Work to complete = What is the number of lines below that contain the word "MockCameraSdk"? Respond with that number alone.

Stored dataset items
++++
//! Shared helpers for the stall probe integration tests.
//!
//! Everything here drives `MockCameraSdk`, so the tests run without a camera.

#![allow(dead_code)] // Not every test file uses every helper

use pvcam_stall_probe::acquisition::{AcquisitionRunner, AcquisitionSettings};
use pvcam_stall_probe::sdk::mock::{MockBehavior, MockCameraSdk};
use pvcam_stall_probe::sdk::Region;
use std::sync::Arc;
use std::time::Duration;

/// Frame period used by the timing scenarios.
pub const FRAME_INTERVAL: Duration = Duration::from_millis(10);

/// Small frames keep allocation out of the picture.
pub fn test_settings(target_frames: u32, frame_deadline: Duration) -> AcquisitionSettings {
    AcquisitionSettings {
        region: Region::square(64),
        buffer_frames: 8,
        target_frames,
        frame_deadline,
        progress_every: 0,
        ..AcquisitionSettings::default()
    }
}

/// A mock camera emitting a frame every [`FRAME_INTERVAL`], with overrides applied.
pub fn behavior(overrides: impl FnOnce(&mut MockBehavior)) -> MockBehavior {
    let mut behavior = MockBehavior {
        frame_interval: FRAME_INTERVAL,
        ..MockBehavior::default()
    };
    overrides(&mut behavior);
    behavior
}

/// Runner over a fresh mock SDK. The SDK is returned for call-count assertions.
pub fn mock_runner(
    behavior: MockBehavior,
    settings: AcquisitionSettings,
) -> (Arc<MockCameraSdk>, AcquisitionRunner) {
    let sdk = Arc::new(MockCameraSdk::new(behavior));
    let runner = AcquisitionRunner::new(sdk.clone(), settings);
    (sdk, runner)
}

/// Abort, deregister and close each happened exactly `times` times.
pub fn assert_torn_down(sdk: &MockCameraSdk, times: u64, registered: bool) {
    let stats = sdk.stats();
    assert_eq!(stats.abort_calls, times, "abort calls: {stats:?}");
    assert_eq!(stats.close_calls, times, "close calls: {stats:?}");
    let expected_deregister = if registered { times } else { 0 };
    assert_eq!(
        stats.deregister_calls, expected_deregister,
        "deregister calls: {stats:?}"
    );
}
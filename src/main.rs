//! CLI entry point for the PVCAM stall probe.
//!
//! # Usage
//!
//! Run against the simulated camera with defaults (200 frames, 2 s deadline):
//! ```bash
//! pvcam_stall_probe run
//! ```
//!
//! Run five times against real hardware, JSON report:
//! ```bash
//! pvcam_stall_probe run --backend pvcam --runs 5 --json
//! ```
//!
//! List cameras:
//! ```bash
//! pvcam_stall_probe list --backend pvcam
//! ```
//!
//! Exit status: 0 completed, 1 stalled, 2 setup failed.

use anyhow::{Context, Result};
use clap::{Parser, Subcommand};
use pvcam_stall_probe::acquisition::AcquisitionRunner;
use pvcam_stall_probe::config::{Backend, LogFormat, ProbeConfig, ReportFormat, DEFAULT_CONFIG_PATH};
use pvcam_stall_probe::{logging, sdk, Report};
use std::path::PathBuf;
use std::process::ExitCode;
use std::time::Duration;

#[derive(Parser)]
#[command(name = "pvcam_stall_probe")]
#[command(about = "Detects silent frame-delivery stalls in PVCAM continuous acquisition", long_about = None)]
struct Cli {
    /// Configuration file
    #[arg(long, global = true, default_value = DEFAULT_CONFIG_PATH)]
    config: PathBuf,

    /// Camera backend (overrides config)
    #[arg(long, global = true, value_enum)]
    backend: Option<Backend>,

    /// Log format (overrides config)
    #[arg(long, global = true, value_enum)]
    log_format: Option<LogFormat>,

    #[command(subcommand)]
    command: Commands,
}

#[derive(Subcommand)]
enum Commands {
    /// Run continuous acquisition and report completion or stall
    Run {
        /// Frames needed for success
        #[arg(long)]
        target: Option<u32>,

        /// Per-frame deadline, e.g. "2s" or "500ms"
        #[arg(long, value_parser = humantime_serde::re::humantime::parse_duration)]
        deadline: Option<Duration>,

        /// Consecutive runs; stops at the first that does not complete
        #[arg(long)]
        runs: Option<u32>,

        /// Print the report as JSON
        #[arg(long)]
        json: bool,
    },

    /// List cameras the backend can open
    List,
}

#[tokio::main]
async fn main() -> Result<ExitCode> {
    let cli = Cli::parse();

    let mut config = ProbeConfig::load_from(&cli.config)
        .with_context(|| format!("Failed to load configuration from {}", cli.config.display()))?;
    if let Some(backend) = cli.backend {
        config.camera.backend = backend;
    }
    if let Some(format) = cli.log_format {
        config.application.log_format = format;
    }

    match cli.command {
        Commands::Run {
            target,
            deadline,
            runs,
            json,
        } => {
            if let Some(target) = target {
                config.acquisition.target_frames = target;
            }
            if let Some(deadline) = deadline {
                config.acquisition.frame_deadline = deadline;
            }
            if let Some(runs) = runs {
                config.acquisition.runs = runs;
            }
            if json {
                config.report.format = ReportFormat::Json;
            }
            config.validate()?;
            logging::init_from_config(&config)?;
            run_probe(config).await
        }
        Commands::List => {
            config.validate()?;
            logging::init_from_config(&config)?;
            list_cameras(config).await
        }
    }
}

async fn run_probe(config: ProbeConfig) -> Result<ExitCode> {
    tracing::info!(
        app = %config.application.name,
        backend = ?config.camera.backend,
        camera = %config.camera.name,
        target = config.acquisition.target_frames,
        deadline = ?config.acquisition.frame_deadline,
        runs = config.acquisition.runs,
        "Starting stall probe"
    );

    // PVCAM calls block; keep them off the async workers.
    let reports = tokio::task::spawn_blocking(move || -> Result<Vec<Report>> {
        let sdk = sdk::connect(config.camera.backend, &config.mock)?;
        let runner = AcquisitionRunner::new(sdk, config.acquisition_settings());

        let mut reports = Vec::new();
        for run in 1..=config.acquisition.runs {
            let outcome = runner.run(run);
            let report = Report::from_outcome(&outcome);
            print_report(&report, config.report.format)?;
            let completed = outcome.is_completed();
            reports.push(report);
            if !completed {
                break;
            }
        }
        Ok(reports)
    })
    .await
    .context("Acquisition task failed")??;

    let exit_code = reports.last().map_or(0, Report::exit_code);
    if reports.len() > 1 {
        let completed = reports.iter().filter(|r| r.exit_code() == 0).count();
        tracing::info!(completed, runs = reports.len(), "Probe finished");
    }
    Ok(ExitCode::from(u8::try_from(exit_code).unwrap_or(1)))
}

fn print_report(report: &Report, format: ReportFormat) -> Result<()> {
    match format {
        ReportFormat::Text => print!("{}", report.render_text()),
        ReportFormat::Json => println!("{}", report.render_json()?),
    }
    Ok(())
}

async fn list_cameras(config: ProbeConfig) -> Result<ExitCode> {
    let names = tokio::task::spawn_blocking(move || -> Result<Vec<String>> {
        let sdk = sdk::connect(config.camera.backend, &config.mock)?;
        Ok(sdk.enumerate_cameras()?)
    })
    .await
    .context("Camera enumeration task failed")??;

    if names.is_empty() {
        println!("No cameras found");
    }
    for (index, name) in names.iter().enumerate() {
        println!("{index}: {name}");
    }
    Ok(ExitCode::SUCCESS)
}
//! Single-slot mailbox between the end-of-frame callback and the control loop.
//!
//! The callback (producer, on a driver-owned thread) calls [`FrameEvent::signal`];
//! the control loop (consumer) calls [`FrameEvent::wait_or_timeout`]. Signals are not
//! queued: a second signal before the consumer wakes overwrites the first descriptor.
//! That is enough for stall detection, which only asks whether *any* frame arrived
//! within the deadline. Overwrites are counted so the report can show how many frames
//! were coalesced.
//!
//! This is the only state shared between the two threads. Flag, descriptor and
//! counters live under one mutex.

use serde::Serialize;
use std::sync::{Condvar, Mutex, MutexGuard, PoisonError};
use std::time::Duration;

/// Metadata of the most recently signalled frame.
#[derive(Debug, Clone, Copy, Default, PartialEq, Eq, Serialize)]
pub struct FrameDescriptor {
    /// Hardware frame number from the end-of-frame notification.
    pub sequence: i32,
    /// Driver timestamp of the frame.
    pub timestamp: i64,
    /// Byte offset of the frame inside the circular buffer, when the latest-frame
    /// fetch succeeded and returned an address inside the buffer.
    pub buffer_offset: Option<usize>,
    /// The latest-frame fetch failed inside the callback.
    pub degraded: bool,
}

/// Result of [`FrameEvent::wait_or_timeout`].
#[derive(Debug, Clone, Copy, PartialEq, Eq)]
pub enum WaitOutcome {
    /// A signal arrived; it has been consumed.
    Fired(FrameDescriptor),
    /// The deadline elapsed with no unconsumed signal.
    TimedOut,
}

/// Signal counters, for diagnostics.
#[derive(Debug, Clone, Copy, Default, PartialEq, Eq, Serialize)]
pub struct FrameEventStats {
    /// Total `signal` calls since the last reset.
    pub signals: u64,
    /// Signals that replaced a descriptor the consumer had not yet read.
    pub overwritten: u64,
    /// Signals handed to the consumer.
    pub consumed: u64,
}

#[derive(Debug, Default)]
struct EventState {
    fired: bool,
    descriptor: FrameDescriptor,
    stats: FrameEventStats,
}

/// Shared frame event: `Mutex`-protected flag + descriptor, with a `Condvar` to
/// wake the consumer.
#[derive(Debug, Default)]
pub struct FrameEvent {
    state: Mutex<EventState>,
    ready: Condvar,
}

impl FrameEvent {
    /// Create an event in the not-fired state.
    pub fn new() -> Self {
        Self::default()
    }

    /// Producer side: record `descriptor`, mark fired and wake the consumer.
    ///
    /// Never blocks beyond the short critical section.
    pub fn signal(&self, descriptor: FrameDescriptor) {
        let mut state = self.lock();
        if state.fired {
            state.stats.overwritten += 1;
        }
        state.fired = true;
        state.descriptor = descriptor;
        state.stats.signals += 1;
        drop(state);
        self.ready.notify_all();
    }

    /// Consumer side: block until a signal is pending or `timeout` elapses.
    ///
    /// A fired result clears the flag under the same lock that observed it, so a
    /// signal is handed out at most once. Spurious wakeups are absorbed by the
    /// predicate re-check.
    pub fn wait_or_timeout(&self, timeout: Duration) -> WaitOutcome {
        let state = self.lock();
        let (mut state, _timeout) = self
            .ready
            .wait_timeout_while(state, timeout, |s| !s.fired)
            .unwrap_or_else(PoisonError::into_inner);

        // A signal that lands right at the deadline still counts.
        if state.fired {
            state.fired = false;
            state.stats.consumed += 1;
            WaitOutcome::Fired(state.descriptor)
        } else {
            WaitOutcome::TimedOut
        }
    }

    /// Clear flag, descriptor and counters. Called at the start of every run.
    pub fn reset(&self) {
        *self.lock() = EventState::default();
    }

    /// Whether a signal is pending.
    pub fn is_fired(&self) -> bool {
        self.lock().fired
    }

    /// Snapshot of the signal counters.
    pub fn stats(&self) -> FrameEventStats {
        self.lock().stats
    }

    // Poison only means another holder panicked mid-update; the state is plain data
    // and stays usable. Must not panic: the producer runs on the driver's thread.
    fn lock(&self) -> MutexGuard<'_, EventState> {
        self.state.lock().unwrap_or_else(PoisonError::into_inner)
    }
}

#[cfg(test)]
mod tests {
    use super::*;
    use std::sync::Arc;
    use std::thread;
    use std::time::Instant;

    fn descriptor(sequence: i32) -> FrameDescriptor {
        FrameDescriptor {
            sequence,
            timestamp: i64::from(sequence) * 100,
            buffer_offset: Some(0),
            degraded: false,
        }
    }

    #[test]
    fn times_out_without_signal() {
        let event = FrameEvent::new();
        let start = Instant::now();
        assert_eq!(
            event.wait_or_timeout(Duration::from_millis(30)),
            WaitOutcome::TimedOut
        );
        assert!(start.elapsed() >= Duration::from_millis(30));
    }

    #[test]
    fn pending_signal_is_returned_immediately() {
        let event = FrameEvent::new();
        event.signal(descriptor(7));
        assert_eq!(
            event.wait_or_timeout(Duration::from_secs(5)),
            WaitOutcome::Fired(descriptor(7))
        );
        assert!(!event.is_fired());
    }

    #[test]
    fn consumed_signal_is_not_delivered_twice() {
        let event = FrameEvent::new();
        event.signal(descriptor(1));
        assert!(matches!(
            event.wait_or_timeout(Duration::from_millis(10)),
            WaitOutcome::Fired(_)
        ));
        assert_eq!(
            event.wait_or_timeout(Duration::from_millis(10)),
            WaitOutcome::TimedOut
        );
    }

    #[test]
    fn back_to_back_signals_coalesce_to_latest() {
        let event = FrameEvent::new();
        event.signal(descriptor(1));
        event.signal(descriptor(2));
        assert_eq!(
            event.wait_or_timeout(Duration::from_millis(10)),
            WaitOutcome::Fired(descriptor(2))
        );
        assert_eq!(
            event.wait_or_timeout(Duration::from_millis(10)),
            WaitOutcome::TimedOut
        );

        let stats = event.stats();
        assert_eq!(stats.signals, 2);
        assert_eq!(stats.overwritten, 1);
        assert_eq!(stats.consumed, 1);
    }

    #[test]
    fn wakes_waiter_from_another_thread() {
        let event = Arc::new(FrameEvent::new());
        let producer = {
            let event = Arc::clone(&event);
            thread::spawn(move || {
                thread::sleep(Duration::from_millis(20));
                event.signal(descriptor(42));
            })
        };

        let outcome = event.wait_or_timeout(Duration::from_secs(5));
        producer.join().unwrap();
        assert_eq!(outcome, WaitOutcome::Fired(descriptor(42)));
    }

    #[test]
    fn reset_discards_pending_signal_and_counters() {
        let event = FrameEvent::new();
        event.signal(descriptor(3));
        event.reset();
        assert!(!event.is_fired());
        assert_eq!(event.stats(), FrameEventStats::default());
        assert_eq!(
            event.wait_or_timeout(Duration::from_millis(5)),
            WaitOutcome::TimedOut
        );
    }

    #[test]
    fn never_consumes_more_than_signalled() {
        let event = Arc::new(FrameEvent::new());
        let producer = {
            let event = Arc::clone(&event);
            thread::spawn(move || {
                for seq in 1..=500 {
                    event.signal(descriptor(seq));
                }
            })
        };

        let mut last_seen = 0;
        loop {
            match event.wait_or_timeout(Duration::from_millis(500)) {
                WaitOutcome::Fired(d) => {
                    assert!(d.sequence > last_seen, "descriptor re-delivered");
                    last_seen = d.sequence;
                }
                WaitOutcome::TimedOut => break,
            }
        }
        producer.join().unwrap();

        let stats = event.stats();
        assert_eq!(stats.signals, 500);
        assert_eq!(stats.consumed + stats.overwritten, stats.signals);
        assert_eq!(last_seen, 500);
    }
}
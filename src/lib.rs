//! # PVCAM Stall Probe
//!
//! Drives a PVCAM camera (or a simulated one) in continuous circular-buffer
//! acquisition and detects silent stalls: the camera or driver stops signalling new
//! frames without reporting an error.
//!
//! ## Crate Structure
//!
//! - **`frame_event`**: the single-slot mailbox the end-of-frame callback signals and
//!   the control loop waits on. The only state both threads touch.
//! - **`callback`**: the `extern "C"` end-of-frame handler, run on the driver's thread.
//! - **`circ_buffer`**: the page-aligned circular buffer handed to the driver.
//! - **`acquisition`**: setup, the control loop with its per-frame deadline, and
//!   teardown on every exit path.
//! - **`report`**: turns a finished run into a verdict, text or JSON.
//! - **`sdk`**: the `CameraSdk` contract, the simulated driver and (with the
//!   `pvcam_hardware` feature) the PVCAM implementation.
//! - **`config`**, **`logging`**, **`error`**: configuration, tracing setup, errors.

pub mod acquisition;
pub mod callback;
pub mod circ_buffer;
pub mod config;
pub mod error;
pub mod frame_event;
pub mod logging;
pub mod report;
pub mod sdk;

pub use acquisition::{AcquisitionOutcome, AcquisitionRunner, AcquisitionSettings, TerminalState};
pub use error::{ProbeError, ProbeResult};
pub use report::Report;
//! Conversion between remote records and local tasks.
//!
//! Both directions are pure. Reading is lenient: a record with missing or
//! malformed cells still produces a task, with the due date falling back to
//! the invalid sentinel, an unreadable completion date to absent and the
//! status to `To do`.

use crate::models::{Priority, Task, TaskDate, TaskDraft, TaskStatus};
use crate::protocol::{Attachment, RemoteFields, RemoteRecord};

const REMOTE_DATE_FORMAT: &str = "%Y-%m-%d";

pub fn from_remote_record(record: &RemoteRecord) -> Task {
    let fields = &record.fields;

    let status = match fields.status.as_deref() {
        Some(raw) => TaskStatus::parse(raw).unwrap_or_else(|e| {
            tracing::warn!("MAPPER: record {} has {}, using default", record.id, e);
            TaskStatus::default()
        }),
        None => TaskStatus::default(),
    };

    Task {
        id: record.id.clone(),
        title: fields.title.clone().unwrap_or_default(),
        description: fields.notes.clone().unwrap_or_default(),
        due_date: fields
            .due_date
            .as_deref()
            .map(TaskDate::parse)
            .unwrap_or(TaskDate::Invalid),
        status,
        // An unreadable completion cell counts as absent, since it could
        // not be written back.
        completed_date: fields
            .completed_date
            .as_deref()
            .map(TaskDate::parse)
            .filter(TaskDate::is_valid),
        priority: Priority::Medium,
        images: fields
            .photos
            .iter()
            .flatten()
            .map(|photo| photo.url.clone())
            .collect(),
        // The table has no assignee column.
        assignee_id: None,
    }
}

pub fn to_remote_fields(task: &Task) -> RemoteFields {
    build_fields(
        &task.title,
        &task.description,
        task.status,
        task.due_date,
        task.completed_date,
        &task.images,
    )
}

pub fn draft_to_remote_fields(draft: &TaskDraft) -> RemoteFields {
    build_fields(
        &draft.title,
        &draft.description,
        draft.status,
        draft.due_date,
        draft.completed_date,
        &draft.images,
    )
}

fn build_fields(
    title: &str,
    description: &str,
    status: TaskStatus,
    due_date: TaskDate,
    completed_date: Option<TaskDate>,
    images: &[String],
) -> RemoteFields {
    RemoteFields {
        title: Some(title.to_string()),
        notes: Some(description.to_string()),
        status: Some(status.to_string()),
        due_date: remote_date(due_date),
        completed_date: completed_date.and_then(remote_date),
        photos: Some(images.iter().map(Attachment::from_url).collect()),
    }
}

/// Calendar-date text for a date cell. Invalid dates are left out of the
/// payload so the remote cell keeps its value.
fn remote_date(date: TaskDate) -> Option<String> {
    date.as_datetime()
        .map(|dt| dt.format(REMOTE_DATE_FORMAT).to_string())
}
++++
Result for this task = 5